可能发生的情况是进程 A 中的 fork 调用需要大量 RAM + 交换(如果有)。因此,当您从此进程调用 fork() 时,内核必须为子进程保留足够的 RAM 和交换空间,以便拥有父进程可写私有内存的自己的副本(实际上是写时复制),即堆栈和堆。当您从子进程调用 exec() 时,不再需要该内存,并且您的子进程可以拥有自己的较小的私有工作集。
因此,首先要确保的是,一次没有多个进程处于 fork() 和 exec() 之间的状态。在此状态下,子进程必须拥有其父进程虚拟内存空间的副本。
其次,尝试使用过量使用设置,这将允许内核保留比实际存在更多的内存。这些是 /proc/sys/vm/overcommit*。您可以避免使用过度使用,因为您的子进程只需要额外的虚拟机空间,直到它们调用 exec,并且实际上不应该触及父进程的重复地址空间。
第三,在父进程中,您可以使用共享内存分配最大的块,而不是私有的堆栈或堆。因此,当您分叉时,这些共享内存区域将与子进程共享,而不是重复的写时复制。

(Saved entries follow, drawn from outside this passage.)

use grid_util::point::Point;
use log::{info, warn};
use smallvec::SmallVec;

use crate::{
    astar::{astar, SearchFailure, SearchProblem},
    cost::CostModel,
    direction::Direction,
    error::{MazeError, Result},
    maze::Maze,
    path::{Path, Step},
    N_SMALLVEC_SIZE,
};

pub mod heuristic;
pub mod moves;

/// Settings for a [MazeSolver].
#[derive(Clone, Copy, Debug, Default, PartialEq)]
pub struct SolverConfig {
    pub costs: CostModel,
    /// Abort with [MazeError::SearchAborted] after expanding this many cells.
    pub max_expansions: Option<usize>,
}

/// A [Maze] seen as a search problem: cells are states and compass moves are actions.
#[derive(Clone, Copy, Debug)]
pub struct MazeProblem<'a> {
    maze: &'a Maze,
    costs: &'a CostModel,
}

impl<'a> MazeProblem<'a> {
    pub fn new(maze: &'a Maze, costs: &'a CostModel) -> MazeProblem<'a> {
        MazeProblem { maze, costs }
    }
}

impl SearchProblem for MazeProblem<'_> {
    type State = Point;
    type Action = Direction;
    type Cost = f64;
    type Actions = SmallVec<[Direction; N_SMALLVEC_SIZE]>;

    fn initial_state(&self) -> Point {
        self.maze.start()
    }

    fn actions(&self, state: &Point) -> Self::Actions {
        moves::actions(self.maze, *state)
    }

    fn result(&self, state: &Point, action: Direction) -> Point {
        moves::result(*state, action)
    }

    fn cost(&self, _: &Point, action: Direction, _: &Point) -> f64 {
        self.costs.cost(action)
    }

    fn heuristic(&self, state: &Point) -> f64 {
        heuristic::estimate(*state, self.maze.goal(), self.costs)
    }

    fn is_goal(&self, state: &Point) -> bool {
        *state == self.maze.goal()
    }
}

/// Solves mazes with A*. A solver holds only configuration; every call to
/// [solve](Self::solve) uses fresh search state, so one solver and one [Maze] can be
/// shared between threads.
#[derive(Clone, Debug, Default)]
pub struct MazeSolver {
    pub config: SolverConfig,
}

impl MazeSolver {
    pub fn new(config: SolverConfig) -> MazeSolver {
        MazeSolver { config }
    }

    pub fn problem<'a>(&'a self, maze: &'a Maze) -> MazeProblem<'a> {
        MazeProblem::new(maze, &self.config.costs)
    }

    /// Computes a minimum-cost path from the maze's start to its goal. Returns
    /// [MazeError::NoPathFound] without searching if the two lie on different
    /// connected components.
    pub fn solve(&self, maze: &Maze) -> Result<Path> {
        let start = maze.start();
        let goal = maze.goal();
        if !maze.reachable(&start, &goal) {
            info!("{} is not reachable from {}", goal, start);
            return Err(MazeError::NoPathFound { start, goal });
        }
        info!("{} is reachable from {}, computing path", goal, start);
        self.search(maze)
    }

    /// Runs the search without the connected component check.
    pub fn search(&self, maze: &Maze) -> Result<Path> {
        let start = maze.start();
        let goal = maze.goal();
        match astar(&self.problem(maze), self.config.max_expansions) {
            Ok(solution) => {
                info!(
                    "Found path of {} steps with cost {:.3} after expanding {} cells",
                    solution.steps.len(),
                    solution.cost,
                    solution.expanded
                );
                let steps = solution
                    .steps
                    .into_iter()
                    .map(|(action, coordinate)| Step { action, coordinate })
                    .collect();
                Ok(Path::new(steps, solution.cost, solution.expanded))
            }
            Err(SearchFailure::Exhausted { expanded }) => {
                warn!(
                    "No path from {} to {} after expanding {} cells",
                    start, goal, expanded
                );
                Err(MazeError::NoPathFound { start, goal })
            }
            Err(SearchFailure::BudgetExceeded { expanded, limit }) => {
                Err(MazeError::SearchAborted { expanded, limit })
            }
        }
    }
}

What could be happening is that the fork call in process A requires a significant amount of RAM + swap (if any). Thus, when you call fork() from this process the kernel must reserve enough RAM and swap for the child process to have it's own copy (copy-on-write, actually) of the parent process's writable private memory, namely it's stack and heap. When you call exec() from the child process, that memory is no longer needed and your child process can have it's own, smaller private working set.
So, first thing to make sure is that you don't have more than one process at a time in the state between fork() and exec(). During this state is where the child process must have a duplicate of it's parent process virtual memory space.

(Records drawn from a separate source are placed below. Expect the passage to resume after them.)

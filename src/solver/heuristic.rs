use grid_util::point::Point;

use crate::cost::CostModel;

/// Straight-line distance between two cells.
pub fn euclidean(p1: Point, p2: Point) -> f64 {
    let dx = (p1.x - p2.x) as f64;
    let dy = (p1.y - p2.y) as f64;
    dx.hypot(dy)
}

/// Euclidean distance times the cheapest cost per unit of distance. Never overestimates
/// and satisfies the triangle inequality for any valid [CostModel]; for the default model
/// it is the plain Euclidean distance.
pub fn estimate(state: Point, goal: Point, costs: &CostModel) -> f64 {
    euclidean(state, goal) * costs.unit_cost()
}

#[cfg(test)]
mod tests {
    use super::*;

    #[test]
    fn zero_only_at_goal() {
        let costs = CostModel::default();
        let goal = Point::new(2, 2);
        assert_eq!(estimate(goal, goal, &costs), 0.0);
        assert!(estimate(Point::new(2, 3), goal, &costs) > 0.0);
    }

    #[test]
    fn default_model_is_euclidean() {
        let costs = CostModel::default();
        let h = estimate(Point::new(0, 0), Point::new(3, 4), &costs);
        assert!((h - 5.0).abs() < 1e-12);
    }

    #[test]
    fn single_moves_never_overestimated() {
        let costs = CostModel::new(1.0, 1.2).unwrap();
        let origin = Point::new(0, 0);
        for (target, cost) in [(Point::new(1, 0), 1.0), (Point::new(1, 1), 1.2)] {
            assert!(estimate(origin, target, &costs) <= cost + 1e-12);
        }
    }
}
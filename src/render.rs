use crate::{
    maze::{Maze, Tile},
    path::Path,
};

/// Draws the interior of `path` onto a copy of `maze` with the maze's breadcrumb symbol.
pub fn render(maze: &Maze, path: &Path) -> String {
    render_with(maze, path, maze.symbols().breadcrumb)
}

/// Like [render] but with an explicit breadcrumb. Start and goal keep their symbols and
/// the maze itself is left untouched.
pub fn render_with(maze: &Maze, path: &Path, breadcrumb: char) -> String {
    let symbols = maze.symbols();
    let mut canvas: Vec<Vec<char>> = maze
        .rows()
        .iter()
        .map(|row| row.iter().map(|t| t.symbol(symbols)).collect())
        .collect();
    for step in path.interior() {
        let p = step.coordinate;
        if let Ok(Tile::Passable(_)) = maze.at(p) {
            canvas[p.y as usize][p.x as usize] = breadcrumb;
        }
    }
    let mut out = String::new();
    for row in canvas {
        out.extend(row);
        out.push('\n');
    }
    out
}
use maze_astar::{render, solve, Maze, MazeError};
use std::process::ExitCode;

// Solves a maze file and prints it with the path drawn in:
//
//     cargo run --example solve_maze -- demos/mazes/turtle.txt
//
// Set RUST_LOG=info to see the solver's progress.
fn main() -> ExitCode {
    env_logger::init();
    let source = std::env::args()
        .nth(1)
        .unwrap_or_else(|| "demos/mazes/turtle.txt".to_owned());
    let maze = match Maze::load(&source) {
        Ok(maze) => maze,
        Err(e) => {
            eprintln!("{e}");
            return ExitCode::FAILURE;
        }
    };
    println!("{}", maze);
    match solve(&maze) {
        Ok(path) => {
            println!("{}", render(&maze, &path));
            println!(
                "Path of {} moves with cost {:.1}",
                path.len() - 1,
                path.cost()
            );
            for step in path.steps() {
                match step.action {
                    Some(dir) => println!("{:>2} -> {}", dir, step.coordinate),
                    None => println!("   {}", step.coordinate),
                }
            }
        }
        Err(MazeError::NoPathFound { start, goal }) => {
            println!("No path from {start} to {goal}");
        }
        Err(e) => {
            eprintln!("{e}");
            return ExitCode::FAILURE;
        }
    }
    ExitCode::SUCCESS
}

Second, try using the overcommit settings which will allow the kernel to reserve more memory than actually exists. These are /proc/sys/vm/overcommit*. You can get away with using overcommit because your child processes only need the extra VM space until they call exec, and shouldn't actually touch the duplicated address space of the parent process.
Third, in your parent process you can allocate the largest blocks using shared memory, rather than the stack or heap, which are private. Thus, when you fork, those shared memory regions will be shared with the child process rather than duplicated copy-on-write.